**ABOUT THIS TASK**
A copy is needed of each line in the records that has the word "symbols".

::::::

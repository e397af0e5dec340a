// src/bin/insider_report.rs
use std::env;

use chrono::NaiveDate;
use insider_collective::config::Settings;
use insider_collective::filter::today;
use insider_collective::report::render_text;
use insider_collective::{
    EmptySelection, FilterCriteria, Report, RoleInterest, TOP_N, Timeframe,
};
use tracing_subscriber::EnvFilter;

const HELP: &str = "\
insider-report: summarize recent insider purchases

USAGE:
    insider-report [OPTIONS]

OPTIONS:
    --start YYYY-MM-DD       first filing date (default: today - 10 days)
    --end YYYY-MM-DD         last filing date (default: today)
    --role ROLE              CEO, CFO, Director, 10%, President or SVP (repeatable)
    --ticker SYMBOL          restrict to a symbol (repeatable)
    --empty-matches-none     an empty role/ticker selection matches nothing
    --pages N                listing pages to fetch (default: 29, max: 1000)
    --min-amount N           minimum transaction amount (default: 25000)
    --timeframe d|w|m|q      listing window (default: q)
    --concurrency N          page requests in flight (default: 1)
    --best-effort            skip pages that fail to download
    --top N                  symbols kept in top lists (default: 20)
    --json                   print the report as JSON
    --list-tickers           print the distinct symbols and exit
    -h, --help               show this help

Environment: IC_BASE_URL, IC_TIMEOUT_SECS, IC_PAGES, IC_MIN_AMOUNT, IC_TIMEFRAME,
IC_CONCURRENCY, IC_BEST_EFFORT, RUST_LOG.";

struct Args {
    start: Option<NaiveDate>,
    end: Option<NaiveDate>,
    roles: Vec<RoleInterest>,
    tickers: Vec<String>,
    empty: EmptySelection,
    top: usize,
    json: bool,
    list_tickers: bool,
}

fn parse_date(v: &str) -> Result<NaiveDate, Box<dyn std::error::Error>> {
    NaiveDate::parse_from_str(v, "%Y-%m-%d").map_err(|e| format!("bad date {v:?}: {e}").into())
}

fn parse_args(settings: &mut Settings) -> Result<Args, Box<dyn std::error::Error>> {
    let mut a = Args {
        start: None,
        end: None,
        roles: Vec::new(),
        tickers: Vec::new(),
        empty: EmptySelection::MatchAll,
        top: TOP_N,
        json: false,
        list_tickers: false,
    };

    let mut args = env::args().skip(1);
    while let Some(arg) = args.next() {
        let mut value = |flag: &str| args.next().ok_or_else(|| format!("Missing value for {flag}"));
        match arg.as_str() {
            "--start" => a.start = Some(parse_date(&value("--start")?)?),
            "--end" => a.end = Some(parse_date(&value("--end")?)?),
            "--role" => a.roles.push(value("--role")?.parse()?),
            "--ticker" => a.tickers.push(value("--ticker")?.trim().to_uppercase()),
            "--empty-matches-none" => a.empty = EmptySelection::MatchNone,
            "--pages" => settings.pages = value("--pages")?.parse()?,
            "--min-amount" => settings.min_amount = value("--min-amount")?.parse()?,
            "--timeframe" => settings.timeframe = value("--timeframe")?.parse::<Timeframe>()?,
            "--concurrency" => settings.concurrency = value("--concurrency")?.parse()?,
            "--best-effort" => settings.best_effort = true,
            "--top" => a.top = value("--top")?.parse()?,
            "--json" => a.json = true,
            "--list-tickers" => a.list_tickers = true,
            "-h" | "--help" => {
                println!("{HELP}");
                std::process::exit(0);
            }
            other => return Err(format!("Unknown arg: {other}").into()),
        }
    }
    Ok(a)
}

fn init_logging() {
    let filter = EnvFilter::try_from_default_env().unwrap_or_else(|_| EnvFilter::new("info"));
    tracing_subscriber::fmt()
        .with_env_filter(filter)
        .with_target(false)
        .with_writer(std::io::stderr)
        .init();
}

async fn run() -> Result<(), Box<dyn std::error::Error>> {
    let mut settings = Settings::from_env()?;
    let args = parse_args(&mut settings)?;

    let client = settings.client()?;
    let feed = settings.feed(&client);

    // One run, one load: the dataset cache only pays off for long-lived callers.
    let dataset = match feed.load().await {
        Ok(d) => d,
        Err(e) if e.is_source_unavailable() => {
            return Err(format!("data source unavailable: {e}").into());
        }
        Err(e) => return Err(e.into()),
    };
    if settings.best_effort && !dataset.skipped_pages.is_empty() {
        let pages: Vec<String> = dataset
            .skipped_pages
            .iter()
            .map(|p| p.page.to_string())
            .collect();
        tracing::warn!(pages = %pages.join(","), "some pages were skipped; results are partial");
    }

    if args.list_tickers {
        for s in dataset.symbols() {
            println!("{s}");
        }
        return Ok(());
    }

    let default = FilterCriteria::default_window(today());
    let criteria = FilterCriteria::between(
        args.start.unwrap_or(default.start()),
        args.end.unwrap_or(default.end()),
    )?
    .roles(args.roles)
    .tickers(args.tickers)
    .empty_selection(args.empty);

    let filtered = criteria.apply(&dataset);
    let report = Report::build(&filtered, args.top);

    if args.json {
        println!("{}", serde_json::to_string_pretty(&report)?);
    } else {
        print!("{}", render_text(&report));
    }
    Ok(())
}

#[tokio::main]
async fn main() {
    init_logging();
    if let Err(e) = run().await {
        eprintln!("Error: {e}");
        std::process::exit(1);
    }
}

::::::

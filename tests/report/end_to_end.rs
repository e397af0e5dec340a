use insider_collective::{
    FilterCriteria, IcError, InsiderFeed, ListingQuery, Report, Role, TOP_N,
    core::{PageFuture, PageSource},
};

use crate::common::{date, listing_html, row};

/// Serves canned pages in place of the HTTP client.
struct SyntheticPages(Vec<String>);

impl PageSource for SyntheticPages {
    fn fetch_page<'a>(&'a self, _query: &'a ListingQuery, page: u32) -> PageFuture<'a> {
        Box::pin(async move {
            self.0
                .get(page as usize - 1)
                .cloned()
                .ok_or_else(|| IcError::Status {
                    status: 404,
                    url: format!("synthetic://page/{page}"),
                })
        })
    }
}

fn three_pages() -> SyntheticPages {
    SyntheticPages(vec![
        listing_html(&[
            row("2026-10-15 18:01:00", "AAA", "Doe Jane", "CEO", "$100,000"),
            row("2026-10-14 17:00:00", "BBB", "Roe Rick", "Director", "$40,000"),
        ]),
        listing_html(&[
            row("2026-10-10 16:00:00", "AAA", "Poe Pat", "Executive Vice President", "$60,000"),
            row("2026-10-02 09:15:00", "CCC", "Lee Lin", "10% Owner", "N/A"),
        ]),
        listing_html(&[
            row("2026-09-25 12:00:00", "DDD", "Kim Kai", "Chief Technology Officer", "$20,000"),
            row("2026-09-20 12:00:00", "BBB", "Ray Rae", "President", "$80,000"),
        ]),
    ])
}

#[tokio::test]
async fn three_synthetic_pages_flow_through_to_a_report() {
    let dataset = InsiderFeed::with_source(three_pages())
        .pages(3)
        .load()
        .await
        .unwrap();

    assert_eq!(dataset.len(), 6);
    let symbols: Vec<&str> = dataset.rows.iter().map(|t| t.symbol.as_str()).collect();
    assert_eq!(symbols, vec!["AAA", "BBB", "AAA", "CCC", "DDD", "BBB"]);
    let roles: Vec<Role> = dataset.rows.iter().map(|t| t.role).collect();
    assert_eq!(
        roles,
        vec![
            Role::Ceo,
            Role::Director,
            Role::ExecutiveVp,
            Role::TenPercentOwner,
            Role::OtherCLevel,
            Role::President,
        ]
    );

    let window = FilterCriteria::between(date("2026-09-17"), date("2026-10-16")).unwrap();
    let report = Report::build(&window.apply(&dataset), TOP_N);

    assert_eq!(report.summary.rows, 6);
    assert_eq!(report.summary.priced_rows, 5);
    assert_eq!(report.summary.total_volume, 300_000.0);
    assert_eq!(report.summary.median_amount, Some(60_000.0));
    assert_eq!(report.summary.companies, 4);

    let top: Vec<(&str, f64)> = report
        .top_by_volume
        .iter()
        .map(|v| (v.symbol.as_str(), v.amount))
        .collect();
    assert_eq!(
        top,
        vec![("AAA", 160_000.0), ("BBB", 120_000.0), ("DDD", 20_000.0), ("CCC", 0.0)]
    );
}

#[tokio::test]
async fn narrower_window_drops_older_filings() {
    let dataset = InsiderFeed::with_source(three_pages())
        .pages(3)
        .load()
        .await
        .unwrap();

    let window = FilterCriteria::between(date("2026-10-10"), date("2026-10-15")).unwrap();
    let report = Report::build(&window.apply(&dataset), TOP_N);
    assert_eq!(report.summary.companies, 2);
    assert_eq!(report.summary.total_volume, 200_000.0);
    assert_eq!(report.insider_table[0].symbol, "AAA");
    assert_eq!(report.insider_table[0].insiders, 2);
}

::::::

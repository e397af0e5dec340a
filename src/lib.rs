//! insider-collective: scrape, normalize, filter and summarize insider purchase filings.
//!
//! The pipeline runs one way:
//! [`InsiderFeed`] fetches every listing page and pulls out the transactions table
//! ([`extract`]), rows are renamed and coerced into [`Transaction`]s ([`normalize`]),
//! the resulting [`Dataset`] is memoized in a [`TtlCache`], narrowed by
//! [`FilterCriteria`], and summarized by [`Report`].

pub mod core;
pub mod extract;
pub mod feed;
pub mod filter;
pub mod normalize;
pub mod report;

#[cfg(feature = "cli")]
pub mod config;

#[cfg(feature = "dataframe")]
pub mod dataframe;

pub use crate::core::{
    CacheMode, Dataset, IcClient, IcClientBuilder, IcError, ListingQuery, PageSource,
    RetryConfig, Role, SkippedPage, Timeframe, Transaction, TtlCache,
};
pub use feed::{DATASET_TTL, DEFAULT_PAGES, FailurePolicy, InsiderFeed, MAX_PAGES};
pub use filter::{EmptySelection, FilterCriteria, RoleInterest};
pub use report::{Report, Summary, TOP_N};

::::::

**RESPONSE**
    --top N                  symbols kept in top lists (default: 20)
    --list-tickers           print the distinct symbols and exit
        for s in dataset.symbols() {
    let symbols: Vec<&str> = dataset.rows.iter().map(|t| t.symbol.as_str()).collect();
    assert_eq!(symbols, vec!["AAA", "BBB", "AAA", "CCC", "DDD", "BBB"]);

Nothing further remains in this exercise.